--- EXERCISE DETAILS ---
Identify every line in the records below that contains the word "cgmath", and copy each of those lines.

--- Source records ---
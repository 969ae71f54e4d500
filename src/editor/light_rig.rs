//! Spotlight subtrees: a light node carrying a proxy sphere and an aim target.
//!
//! The proxy is what the user clicks and edits. Its X and Y rotation fields
//! never rotate the sphere itself; they swing the target around the light on
//! the matching axis, keeping the target's distance in that plane.

use std::{f32::consts::FRAC_PI_4, sync::Arc};

use cgmath::{Deg, Rad, Vector3};

use crate::gfx::{
    geometry::generate_sphere,
    scene::{Material, MeshData, Node, NodeId, NodeKind, Scene, SceneGraph, SpotLight, Transform},
};

/// Below this projected distance the target is put back at unit distance.
pub const AXIS_EPSILON: f32 = 1e-6;

pub const PROXY_RADIUS: f32 = 0.2;
pub const LIGHT_START: [f32; 3] = [0.0, 5.0, 0.0];

/// Node ids of one spotlight subtree
#[derive(Debug, Clone, Copy, PartialEq, Eq)]
pub struct LightRig {
    pub light: NodeId,
    pub proxy: NodeId,
    pub target: NodeId,
}

/// Adds a shadow-casting white spotlight above the origin, aimed along -Z.
pub fn spawn_spotlight(scene: &mut Scene) -> LightRig {
    let placeholder = NodeId::from_raw(0);
    let mut spot = SpotLight::new([1.0, 1.0, 1.0], 1.0, placeholder);
    spot.cast_shadow = true;
    spot.penumbra = 0.1;
    spot.decay = 1.0;
    spot.distance = 100.0;
    spot.set_angle(Rad(FRAC_PI_4));

    let [x, y, z] = LIGHT_START;
    let light = scene.graph.insert(
        None,
        Node::new("Spot Light", NodeKind::SpotLight(spot))
            .with_transform(Transform::from_position(x, y, z)),
    );

    let sphere = MeshData::from_geometry("light proxy", &generate_sphere(PROXY_RADIUS, 16, 16));
    let proxy = scene.graph.insert(
        Some(light),
        Node::mesh("Light Proxy", Arc::new(sphere), Material::emissive([1.0, 1.0, 1.0], 1.0)),
    );
    let target = scene.graph.insert(
        Some(light),
        Node::new("Light Target", NodeKind::Empty)
            .with_transform(Transform::from_position(0.0, 0.0, -1.0)),
    );

    if let Some(spot) = scene.graph.get_mut(light).and_then(Node::as_spot_light_mut) {
        spot.target = target;
    }

    LightRig { light, proxy, target }
}

fn target_position(graph: &mut SceneGraph, target: NodeId) -> Option<&mut Vector3<f32>> {
    graph.get_mut(target).map(|node| &mut node.transform.position)
}

fn zero_proxy_axis(graph: &mut SceneGraph, proxy: NodeId, axis: usize) {
    if let Some(node) = graph.get_mut(proxy) {
        node.transform.rotation[axis] = 0.0;
    }
}

/// Swings the target in the YZ plane at unit distance: `y = sin θ`, `z = -cos θ`.
///
/// X is left alone, so the aim keeps any Y swing already applied.
pub fn apply_rotation_x(graph: &mut SceneGraph, proxy: NodeId, target: NodeId, angle: Rad<f32>) {
    if let Some(position) = target_position(graph, target) {
        position.y = angle.0.sin();
        position.z = -angle.0.cos();
    }
    zero_proxy_axis(graph, proxy, 0);
}

/// Swings the target in the XZ plane: `x = sin θ · d`, `z = -cos θ · d`.
pub fn apply_rotation_y(graph: &mut SceneGraph, proxy: NodeId, target: NodeId, angle: Rad<f32>) {
    if let Some(position) = target_position(graph, target) {
        let mut d = (position.x * position.x + position.z * position.z).sqrt();
        if d < AXIS_EPSILON {
            d = 1.0;
        }
        position.x = angle.0.sin() * d;
        position.z = -angle.0.cos() * d;
    }
    zero_proxy_axis(graph, proxy, 1);
}

/// Rolls the light node itself about Z.
pub fn apply_rotation_z(graph: &mut SceneGraph, proxy: NodeId, light: NodeId, angle: Rad<f32>) {
    if let Some(node) = graph.get_mut(light) {
        node.transform.rotation.z = angle.0;
    }
    zero_proxy_axis(graph, proxy, 2);
}

/// Rotation field values (degrees) as implied by the current target and roll.
pub fn displayed_rotation(graph: &SceneGraph, light: NodeId, target: NodeId) -> [f32; 3] {
    let aim = graph
        .get(target)
        .map(|node| node.transform.position)
        .unwrap_or(Vector3::new(0.0, 0.0, -1.0));
    let roll = graph.get(light).map_or(0.0, |node| node.transform.rotation.z);
    [
        Deg::from(Rad(aim.y.atan2(-aim.z))).0,
        Deg::from(Rad(aim.x.atan2(-aim.z))).0,
        Deg::from(Rad(roll)).0,
    ]
}

#[cfg(test)]
mod tests {
    use super::*;
    use cgmath::InnerSpace;

    fn target_of(scene: &Scene, rig: &LightRig) -> Vector3<f32> {
        scene.graph.get(rig.target).unwrap().transform.position
    }

    #[test]
    fn test_spawned_rig_layout() {
        let mut scene = Scene::new([0.0; 3]);
        let rig = spawn_spotlight(&mut scene);
        let light = scene.graph.get(rig.light).unwrap();
        assert_eq!(light.children(), &[rig.proxy, rig.target]);

        let spot = light.as_spot_light().unwrap();
        assert_eq!(spot.target, rig.target);
        assert!(spot.cast_shadow);
        assert!((spot.angle_degrees() - 45.0).abs() < 1e-4);

        let target = scene.graph.world_position(rig.target).unwrap();
        assert!((target - Vector3::new(0.0, 5.0, -1.0)).magnitude() < 1e-5);
    }

    #[test]
    fn test_rotation_x_follows_spherical_projection() {
        let mut scene = Scene::new([0.0; 3]);
        let rig = spawn_spotlight(&mut scene);
        let theta = Rad::from(Deg(30.0));

        apply_rotation_x(&mut scene.graph, rig.proxy, rig.target, theta);
        let t = target_of(&scene, &rig);
        assert!((t.y - theta.0.sin()).abs() < 1e-5);
        assert!((t.z + theta.0.cos()).abs() < 1e-5);
        assert_eq!(scene.graph.get(rig.proxy).unwrap().transform.rotation.x, 0.0);

        apply_rotation_x(&mut scene.graph, rig.proxy, rig.target, Rad(0.0));
        let t = target_of(&scene, &rig);
        assert!((t - Vector3::new(0.0, 0.0, -1.0)).magnitude() < 1e-5);
    }

    #[test]
    fn test_rotation_x_ignores_previous_y_swing() {
        let mut scene = Scene::new([0.0; 3]);
        let rig = spawn_spotlight(&mut scene);
        let thirty = Rad::from(Deg(30.0));

        apply_rotation_x(&mut scene.graph, rig.proxy, rig.target, thirty);
        apply_rotation_y(&mut scene.graph, rig.proxy, rig.target, Rad::from(Deg(90.0)));
        apply_rotation_x(&mut scene.graph, rig.proxy, rig.target, thirty);

        let t = target_of(&scene, &rig);
        let expected = Vector3::new(thirty.0.cos(), thirty.0.sin(), -thirty.0.cos());
        assert!((t - expected).magnitude() < 1e-4);
    }

    #[test]
    fn test_rotation_y_keeps_planar_distance() {
        let mut scene = Scene::new([0.0; 3]);
        let rig = spawn_spotlight(&mut scene);
        scene.graph.get_mut(rig.target).unwrap().transform.position = Vector3::new(0.0, 0.0, -3.0);

        apply_rotation_y(&mut scene.graph, rig.proxy, rig.target, Rad::from(Deg(90.0)));
        let t = target_of(&scene, &rig);
        assert!((t - Vector3::new(3.0, 0.0, 0.0)).magnitude() < 1e-4);
    }

    #[test]
    fn test_degenerate_distance_falls_back_to_unit() {
        let mut scene = Scene::new([0.0; 3]);
        let rig = spawn_spotlight(&mut scene);
        scene.graph.get_mut(rig.target).unwrap().transform.position = Vector3::new(0.0, 2.0, 0.0);

        // Nothing in the XZ plane to preserve.
        apply_rotation_y(&mut scene.graph, rig.proxy, rig.target, Rad(0.0));
        let t = target_of(&scene, &rig);
        assert!((t - Vector3::new(0.0, 2.0, -1.0)).magnitude() < 1e-5);
    }

    #[test]
    fn test_rotation_z_rolls_light_not_proxy() {
        let mut scene = Scene::new([0.0; 3]);
        let rig = spawn_spotlight(&mut scene);
        scene.graph.get_mut(rig.proxy).unwrap().transform.rotation.z = 1.0;

        apply_rotation_z(&mut scene.graph, rig.proxy, rig.light, Rad(0.5));
        assert_eq!(scene.graph.get(rig.light).unwrap().transform.rotation.z, 0.5);
        assert_eq!(scene.graph.get(rig.proxy).unwrap().transform.rotation.z, 0.0);
    }

    #[test]
    fn test_displayed_rotation_reads_back_edit() {
        let mut scene = Scene::new([0.0; 3]);
        let rig = spawn_spotlight(&mut scene);
        apply_rotation_x(&mut scene.graph, rig.proxy, rig.target, Rad::from(Deg(40.0)));
        let [x, y, _] = displayed_rotation(&scene.graph, rig.light, rig.target);
        assert!((x - 40.0).abs() < 1e-3);
        assert!(y.abs() < 1e-3);
    }
}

--- ANSWER BELOW ---
use cgmath::{Deg, Rad, Vector3};
    use cgmath::InnerSpace;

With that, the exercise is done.